### Required action
Copy the records below verbatim, from the first line through the line containing "pub enum ValidationError", inclusive, and output nothing else.

[Stored data entries]
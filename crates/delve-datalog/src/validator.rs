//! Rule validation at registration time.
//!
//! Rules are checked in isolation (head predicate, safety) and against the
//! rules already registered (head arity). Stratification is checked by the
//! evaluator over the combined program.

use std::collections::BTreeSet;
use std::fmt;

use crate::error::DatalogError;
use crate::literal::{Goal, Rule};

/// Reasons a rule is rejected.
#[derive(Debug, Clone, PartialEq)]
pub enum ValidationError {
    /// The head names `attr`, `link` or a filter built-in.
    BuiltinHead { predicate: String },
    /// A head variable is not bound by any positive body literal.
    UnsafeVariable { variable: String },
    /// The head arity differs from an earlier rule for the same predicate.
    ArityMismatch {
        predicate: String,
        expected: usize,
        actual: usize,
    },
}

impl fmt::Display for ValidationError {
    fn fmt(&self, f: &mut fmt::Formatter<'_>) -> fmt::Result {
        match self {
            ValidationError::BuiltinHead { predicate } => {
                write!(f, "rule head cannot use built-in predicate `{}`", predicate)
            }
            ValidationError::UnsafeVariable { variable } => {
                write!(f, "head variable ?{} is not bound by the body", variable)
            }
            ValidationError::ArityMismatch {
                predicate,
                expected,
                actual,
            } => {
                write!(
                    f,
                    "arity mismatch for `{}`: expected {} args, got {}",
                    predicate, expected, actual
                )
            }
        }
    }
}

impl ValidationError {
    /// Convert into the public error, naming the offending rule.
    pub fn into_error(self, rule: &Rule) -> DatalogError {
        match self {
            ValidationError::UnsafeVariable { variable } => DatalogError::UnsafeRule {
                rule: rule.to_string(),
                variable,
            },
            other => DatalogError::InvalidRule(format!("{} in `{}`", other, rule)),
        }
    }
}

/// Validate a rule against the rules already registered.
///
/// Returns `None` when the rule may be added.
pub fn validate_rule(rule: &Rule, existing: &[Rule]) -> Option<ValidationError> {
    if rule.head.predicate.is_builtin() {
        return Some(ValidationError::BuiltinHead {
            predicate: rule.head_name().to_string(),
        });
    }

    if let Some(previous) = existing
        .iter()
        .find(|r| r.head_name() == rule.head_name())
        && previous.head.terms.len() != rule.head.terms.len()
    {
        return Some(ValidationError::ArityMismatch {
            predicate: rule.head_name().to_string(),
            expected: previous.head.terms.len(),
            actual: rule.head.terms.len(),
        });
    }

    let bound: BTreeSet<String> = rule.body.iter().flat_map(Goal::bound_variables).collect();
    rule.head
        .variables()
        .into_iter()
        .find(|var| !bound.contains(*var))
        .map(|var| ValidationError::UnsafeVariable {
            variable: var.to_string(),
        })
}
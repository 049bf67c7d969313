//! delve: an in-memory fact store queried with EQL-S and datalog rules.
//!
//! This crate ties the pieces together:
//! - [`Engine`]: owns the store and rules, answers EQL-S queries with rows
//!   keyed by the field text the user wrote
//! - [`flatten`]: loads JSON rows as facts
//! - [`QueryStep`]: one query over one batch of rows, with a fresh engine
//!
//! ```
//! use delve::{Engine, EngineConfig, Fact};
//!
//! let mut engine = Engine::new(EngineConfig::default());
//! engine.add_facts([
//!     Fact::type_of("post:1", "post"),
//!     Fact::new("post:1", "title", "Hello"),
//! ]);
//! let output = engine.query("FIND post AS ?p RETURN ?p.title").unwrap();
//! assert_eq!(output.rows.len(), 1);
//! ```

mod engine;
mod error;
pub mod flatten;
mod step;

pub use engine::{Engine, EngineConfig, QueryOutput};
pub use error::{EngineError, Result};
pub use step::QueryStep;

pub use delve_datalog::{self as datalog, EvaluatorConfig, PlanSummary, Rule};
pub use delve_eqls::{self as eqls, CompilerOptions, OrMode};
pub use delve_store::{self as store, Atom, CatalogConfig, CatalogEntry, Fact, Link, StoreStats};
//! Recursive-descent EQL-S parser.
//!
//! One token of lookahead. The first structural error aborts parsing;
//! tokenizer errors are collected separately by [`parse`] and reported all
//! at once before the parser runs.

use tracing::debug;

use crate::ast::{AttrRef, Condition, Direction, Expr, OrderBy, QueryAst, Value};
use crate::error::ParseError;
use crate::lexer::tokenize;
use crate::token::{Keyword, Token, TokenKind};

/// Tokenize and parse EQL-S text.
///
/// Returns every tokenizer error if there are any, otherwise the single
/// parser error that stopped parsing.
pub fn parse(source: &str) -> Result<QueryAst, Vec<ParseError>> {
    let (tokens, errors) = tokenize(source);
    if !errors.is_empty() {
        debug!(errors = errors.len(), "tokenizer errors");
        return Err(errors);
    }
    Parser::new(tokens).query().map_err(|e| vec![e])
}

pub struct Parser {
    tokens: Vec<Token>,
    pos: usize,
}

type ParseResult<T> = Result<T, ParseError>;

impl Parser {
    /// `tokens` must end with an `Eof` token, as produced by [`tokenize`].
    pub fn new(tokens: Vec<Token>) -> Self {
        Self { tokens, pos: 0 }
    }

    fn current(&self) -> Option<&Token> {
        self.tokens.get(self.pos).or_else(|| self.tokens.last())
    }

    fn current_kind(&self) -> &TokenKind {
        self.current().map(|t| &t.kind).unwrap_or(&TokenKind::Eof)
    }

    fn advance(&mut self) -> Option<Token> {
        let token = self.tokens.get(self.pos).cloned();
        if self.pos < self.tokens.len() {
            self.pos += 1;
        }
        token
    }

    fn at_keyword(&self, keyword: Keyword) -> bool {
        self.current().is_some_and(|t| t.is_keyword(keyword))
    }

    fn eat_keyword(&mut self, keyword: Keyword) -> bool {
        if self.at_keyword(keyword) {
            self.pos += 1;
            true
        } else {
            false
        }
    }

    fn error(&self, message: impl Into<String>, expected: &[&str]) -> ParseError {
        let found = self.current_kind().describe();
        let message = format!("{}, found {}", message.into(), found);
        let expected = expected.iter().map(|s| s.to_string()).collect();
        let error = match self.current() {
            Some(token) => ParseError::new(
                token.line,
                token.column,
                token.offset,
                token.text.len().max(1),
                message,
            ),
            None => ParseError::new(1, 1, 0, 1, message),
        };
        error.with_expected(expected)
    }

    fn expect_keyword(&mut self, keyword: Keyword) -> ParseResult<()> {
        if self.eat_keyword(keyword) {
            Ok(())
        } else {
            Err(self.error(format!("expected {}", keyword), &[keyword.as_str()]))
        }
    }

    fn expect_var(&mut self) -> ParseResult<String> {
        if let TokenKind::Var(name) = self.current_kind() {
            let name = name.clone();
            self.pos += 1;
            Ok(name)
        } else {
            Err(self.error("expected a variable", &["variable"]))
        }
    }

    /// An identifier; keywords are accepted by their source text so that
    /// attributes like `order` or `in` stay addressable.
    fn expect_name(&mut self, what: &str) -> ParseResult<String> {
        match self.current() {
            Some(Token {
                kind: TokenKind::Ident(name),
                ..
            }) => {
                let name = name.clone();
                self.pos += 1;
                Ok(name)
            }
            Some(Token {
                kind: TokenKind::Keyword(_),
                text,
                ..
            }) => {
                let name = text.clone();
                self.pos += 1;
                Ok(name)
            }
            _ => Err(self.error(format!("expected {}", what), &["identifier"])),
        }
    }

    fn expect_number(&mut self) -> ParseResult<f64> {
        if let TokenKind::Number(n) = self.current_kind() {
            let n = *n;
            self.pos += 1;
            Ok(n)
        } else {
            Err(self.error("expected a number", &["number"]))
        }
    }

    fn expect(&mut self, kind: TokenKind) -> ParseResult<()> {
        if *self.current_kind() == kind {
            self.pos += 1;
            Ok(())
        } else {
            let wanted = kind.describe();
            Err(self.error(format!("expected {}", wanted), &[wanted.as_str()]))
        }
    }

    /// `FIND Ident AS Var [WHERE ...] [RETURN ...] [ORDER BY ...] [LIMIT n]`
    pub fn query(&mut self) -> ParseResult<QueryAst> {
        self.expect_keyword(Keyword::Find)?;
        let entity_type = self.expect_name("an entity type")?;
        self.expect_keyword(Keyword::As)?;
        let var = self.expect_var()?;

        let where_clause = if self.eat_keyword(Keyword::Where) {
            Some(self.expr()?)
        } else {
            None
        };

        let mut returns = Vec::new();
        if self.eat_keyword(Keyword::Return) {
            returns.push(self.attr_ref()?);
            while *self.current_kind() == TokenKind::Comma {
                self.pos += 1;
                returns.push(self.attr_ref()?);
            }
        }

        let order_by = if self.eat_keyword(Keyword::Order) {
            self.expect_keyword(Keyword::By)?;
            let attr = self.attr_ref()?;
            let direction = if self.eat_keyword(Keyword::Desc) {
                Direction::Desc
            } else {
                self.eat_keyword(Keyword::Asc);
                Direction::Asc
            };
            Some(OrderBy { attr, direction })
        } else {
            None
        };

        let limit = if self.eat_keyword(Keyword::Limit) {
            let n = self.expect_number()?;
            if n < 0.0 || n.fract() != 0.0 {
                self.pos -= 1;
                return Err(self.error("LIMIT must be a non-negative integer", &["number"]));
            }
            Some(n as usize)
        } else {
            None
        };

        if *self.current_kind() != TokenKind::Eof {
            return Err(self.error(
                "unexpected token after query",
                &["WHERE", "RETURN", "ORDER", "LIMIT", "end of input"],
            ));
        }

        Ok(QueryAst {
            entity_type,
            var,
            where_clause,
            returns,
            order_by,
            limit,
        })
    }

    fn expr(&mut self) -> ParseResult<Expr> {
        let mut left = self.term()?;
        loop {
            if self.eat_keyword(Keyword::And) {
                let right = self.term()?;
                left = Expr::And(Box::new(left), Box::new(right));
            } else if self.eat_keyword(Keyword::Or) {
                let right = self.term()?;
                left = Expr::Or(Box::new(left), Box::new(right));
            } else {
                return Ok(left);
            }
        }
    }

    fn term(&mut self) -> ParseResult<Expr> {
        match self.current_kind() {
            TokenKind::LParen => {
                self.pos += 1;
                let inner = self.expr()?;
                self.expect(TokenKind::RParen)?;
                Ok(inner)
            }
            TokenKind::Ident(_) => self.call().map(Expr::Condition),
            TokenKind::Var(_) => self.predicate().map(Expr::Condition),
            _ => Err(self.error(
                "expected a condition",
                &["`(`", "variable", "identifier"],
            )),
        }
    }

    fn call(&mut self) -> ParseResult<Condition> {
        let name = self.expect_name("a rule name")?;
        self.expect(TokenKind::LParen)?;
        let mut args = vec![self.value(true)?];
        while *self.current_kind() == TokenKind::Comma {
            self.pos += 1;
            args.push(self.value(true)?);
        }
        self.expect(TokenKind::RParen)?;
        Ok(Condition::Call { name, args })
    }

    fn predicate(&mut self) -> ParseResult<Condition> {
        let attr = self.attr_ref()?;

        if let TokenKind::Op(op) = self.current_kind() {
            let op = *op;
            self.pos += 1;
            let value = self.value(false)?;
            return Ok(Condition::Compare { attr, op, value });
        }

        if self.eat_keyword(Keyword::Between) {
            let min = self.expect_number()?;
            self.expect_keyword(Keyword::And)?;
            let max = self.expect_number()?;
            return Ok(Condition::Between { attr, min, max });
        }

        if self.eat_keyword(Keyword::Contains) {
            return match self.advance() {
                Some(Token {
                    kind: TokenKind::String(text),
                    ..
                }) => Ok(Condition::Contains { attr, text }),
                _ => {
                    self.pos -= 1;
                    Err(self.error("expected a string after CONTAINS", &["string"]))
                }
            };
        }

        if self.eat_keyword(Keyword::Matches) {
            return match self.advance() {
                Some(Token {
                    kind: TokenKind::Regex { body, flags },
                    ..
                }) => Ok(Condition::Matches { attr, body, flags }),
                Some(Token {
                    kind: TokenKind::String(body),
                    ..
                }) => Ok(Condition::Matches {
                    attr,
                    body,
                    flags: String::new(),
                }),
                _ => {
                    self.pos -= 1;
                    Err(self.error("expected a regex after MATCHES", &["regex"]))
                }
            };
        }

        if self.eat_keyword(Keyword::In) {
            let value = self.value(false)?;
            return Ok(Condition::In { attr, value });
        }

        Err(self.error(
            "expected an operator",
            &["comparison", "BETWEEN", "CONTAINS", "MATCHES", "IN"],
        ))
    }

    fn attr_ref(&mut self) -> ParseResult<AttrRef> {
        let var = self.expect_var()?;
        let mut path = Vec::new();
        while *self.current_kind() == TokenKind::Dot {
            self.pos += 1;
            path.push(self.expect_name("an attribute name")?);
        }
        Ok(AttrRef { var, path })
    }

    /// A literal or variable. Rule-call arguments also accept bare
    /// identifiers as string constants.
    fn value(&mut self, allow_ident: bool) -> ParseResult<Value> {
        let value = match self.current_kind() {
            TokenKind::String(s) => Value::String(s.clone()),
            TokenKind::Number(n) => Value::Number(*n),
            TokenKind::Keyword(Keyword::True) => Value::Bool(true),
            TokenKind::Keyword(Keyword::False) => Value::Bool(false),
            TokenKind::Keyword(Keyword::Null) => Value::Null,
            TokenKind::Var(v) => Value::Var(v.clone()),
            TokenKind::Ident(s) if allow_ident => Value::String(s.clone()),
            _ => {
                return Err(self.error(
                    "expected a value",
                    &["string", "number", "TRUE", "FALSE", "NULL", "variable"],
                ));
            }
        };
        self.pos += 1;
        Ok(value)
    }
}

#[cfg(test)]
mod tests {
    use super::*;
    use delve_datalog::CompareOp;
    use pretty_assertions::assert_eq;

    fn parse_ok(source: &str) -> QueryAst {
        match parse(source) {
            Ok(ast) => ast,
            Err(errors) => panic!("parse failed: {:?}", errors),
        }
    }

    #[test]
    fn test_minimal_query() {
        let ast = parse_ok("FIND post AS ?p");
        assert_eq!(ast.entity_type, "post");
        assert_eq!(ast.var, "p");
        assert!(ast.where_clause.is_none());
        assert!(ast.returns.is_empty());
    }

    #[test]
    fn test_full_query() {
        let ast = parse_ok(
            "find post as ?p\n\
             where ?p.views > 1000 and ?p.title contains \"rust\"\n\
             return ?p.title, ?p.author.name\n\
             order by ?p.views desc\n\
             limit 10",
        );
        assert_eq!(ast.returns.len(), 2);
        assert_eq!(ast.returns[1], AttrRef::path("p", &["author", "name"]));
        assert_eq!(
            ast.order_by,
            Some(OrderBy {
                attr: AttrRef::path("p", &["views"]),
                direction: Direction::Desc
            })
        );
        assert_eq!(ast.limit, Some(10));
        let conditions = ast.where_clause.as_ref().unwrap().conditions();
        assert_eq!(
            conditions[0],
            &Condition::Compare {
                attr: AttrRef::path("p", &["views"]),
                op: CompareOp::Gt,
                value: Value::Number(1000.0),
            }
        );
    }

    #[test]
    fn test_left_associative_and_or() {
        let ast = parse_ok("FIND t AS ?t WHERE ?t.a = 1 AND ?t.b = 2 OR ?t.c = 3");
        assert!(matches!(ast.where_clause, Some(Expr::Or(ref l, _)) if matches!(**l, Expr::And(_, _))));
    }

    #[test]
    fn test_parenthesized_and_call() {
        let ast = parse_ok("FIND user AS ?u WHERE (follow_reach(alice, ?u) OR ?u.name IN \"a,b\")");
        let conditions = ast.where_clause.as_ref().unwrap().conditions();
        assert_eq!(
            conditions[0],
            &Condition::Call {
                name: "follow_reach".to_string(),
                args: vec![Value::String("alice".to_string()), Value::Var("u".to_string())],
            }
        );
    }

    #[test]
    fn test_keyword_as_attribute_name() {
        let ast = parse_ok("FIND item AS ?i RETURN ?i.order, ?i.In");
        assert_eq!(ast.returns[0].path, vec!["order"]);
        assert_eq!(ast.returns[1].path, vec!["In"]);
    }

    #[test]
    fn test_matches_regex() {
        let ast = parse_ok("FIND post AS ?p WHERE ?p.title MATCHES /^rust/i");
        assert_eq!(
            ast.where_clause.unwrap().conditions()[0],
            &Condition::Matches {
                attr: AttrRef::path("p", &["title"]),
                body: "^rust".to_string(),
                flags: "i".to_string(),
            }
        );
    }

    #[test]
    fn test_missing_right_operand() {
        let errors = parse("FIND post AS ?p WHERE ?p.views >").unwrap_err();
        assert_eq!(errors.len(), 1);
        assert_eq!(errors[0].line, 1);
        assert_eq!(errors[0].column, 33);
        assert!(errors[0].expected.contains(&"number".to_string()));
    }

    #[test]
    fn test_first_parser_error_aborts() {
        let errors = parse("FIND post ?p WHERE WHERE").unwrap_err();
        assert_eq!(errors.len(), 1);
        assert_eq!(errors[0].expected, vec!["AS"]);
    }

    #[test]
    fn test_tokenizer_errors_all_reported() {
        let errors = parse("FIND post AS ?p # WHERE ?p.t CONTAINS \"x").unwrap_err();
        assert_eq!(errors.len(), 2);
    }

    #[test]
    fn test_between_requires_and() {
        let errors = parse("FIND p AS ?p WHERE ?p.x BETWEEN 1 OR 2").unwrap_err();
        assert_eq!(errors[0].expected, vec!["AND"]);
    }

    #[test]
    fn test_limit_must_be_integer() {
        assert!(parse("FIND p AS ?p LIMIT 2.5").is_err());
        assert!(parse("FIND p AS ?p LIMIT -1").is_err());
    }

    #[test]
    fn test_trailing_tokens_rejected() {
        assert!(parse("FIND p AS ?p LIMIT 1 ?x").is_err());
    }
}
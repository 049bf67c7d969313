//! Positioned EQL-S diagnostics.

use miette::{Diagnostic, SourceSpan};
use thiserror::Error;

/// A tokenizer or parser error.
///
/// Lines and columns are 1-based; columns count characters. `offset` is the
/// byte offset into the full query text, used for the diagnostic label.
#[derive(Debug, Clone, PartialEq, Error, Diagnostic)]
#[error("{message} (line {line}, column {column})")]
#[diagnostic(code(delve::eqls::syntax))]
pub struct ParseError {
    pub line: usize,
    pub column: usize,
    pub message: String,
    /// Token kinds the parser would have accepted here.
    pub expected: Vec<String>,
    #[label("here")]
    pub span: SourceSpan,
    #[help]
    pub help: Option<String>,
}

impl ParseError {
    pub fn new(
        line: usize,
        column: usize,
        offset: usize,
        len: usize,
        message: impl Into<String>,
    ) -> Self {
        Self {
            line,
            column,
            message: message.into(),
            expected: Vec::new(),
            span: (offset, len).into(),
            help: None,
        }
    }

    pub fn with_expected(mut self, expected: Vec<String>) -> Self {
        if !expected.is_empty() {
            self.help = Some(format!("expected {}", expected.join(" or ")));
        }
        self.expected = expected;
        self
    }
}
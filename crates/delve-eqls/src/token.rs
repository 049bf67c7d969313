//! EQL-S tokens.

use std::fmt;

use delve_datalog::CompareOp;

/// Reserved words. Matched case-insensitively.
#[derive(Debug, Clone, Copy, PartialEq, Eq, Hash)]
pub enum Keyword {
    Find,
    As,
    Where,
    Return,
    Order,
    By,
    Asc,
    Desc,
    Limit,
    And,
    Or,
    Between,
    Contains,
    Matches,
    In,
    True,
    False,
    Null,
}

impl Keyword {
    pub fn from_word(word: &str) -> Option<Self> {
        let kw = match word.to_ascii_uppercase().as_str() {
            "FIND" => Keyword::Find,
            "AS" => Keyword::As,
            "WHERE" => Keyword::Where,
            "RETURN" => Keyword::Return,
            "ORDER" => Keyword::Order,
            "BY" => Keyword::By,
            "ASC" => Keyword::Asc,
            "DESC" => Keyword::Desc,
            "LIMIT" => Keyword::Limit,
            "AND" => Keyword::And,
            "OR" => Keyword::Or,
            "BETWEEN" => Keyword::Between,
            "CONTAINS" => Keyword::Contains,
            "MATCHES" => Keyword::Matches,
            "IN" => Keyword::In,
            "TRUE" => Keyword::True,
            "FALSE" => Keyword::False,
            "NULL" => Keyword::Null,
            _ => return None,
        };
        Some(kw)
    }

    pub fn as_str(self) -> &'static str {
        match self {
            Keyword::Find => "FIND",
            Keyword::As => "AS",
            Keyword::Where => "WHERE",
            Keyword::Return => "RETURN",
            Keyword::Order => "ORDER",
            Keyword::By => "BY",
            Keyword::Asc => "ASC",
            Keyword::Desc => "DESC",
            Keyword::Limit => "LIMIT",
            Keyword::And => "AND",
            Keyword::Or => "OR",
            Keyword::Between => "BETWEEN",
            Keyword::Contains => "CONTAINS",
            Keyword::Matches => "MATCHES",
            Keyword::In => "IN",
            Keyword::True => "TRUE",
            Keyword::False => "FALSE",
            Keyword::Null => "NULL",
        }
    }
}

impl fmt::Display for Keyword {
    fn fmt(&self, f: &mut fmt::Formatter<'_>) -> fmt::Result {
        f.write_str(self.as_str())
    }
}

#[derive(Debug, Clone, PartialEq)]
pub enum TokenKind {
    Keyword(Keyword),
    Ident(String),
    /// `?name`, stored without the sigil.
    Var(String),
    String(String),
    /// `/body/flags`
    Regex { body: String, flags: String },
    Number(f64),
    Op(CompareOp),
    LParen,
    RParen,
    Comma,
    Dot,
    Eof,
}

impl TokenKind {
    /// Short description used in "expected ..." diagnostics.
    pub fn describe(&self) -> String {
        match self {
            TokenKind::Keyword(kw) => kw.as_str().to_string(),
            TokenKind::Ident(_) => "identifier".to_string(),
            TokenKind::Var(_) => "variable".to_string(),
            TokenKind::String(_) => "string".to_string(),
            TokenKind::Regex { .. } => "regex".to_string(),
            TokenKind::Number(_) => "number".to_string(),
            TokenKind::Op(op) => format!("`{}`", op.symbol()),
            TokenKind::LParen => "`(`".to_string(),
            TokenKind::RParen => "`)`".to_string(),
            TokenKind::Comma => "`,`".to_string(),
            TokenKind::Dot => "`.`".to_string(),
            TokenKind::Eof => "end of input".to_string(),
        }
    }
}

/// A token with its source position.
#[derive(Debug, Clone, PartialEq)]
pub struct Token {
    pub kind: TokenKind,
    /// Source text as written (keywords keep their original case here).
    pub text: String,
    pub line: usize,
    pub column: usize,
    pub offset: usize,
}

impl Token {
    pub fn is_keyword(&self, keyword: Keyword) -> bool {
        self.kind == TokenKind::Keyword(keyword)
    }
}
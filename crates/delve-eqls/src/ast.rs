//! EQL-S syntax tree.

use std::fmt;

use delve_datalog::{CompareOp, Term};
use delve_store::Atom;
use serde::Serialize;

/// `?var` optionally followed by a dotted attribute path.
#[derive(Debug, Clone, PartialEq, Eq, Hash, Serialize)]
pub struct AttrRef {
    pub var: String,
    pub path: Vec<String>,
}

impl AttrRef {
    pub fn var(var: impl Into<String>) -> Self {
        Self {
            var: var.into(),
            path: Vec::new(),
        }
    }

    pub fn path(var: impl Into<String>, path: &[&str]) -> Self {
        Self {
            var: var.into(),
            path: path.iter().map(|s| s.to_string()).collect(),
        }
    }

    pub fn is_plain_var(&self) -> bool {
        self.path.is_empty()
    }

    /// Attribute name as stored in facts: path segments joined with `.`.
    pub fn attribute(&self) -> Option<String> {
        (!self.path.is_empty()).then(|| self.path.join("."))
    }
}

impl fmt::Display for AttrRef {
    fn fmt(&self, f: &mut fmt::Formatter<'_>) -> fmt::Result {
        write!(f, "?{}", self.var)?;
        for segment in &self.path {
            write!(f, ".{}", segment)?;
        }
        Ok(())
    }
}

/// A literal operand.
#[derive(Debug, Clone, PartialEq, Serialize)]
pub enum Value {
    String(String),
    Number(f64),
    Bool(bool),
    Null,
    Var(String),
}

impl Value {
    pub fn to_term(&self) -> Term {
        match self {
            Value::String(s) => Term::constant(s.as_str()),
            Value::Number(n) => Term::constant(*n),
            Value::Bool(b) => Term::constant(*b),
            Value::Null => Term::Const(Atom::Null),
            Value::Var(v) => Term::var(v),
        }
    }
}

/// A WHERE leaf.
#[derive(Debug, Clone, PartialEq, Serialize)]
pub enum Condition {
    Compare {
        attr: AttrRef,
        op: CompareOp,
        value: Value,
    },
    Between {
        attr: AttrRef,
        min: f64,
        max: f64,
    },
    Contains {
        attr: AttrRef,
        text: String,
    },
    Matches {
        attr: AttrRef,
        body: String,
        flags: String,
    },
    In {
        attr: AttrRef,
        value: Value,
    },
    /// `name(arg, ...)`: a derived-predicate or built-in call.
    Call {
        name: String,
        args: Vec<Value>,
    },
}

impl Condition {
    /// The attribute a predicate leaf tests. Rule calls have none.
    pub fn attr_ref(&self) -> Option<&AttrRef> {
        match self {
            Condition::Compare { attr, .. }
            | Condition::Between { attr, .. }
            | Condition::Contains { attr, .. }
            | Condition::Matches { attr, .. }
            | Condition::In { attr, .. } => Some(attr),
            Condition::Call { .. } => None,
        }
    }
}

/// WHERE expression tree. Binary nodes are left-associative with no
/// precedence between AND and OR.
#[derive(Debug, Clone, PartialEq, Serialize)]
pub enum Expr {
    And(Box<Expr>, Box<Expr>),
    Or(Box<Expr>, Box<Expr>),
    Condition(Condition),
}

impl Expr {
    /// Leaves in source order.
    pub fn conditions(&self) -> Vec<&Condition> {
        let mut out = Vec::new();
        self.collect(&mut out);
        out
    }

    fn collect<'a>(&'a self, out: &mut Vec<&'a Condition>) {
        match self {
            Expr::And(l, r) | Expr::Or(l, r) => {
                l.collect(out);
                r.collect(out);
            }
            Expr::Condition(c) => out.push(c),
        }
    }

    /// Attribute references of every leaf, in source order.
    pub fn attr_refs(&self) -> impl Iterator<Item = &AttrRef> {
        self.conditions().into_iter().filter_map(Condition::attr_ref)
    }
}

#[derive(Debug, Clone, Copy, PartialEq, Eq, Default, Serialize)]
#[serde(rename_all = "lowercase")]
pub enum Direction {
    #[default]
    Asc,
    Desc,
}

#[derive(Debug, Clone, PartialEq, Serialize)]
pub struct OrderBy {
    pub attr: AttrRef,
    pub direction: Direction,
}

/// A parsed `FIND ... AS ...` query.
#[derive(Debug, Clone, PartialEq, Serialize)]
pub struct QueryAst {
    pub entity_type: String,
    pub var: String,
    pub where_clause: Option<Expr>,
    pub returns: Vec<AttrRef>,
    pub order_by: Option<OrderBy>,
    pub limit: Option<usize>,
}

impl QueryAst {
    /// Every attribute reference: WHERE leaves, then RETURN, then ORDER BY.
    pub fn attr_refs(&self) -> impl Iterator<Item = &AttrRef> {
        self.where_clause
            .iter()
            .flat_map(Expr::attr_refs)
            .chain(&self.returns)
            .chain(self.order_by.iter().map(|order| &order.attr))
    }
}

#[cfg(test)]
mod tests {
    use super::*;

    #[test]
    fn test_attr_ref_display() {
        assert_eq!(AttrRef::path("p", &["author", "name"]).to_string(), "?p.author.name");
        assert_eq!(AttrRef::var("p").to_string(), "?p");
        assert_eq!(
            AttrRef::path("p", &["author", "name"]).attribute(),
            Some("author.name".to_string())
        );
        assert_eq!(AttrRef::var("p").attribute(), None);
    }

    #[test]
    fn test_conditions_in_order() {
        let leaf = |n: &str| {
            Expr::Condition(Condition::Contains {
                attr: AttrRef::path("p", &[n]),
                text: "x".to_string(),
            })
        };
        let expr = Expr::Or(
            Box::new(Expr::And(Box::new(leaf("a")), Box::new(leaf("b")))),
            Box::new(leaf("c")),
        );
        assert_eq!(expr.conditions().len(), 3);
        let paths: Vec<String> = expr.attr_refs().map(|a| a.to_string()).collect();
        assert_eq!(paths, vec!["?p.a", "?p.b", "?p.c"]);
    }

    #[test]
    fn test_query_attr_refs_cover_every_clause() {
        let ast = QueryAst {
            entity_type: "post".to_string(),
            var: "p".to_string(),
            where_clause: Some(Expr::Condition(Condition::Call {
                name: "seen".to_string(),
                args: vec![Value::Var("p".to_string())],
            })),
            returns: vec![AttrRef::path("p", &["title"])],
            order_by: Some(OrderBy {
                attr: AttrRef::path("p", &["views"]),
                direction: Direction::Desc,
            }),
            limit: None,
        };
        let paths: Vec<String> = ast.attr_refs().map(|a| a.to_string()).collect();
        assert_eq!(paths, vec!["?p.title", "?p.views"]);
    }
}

### Response for this exercise
filename crates/delve-datalog/src/validator.rs
//! Rule validation at registration time.
//!
//! Rules are checked in isolation (head predicate, safety) and against the
//! rules already registered (head arity). Stratification is checked by the
//! evaluator over the combined program.

use std::collections::BTreeSet;
use std::fmt;

use crate::error::DatalogError;
use crate::literal::{Goal, Rule};

/// Reasons a rule is rejected.
#[derive(Debug, Clone, PartialEq)]
pub enum ValidationError {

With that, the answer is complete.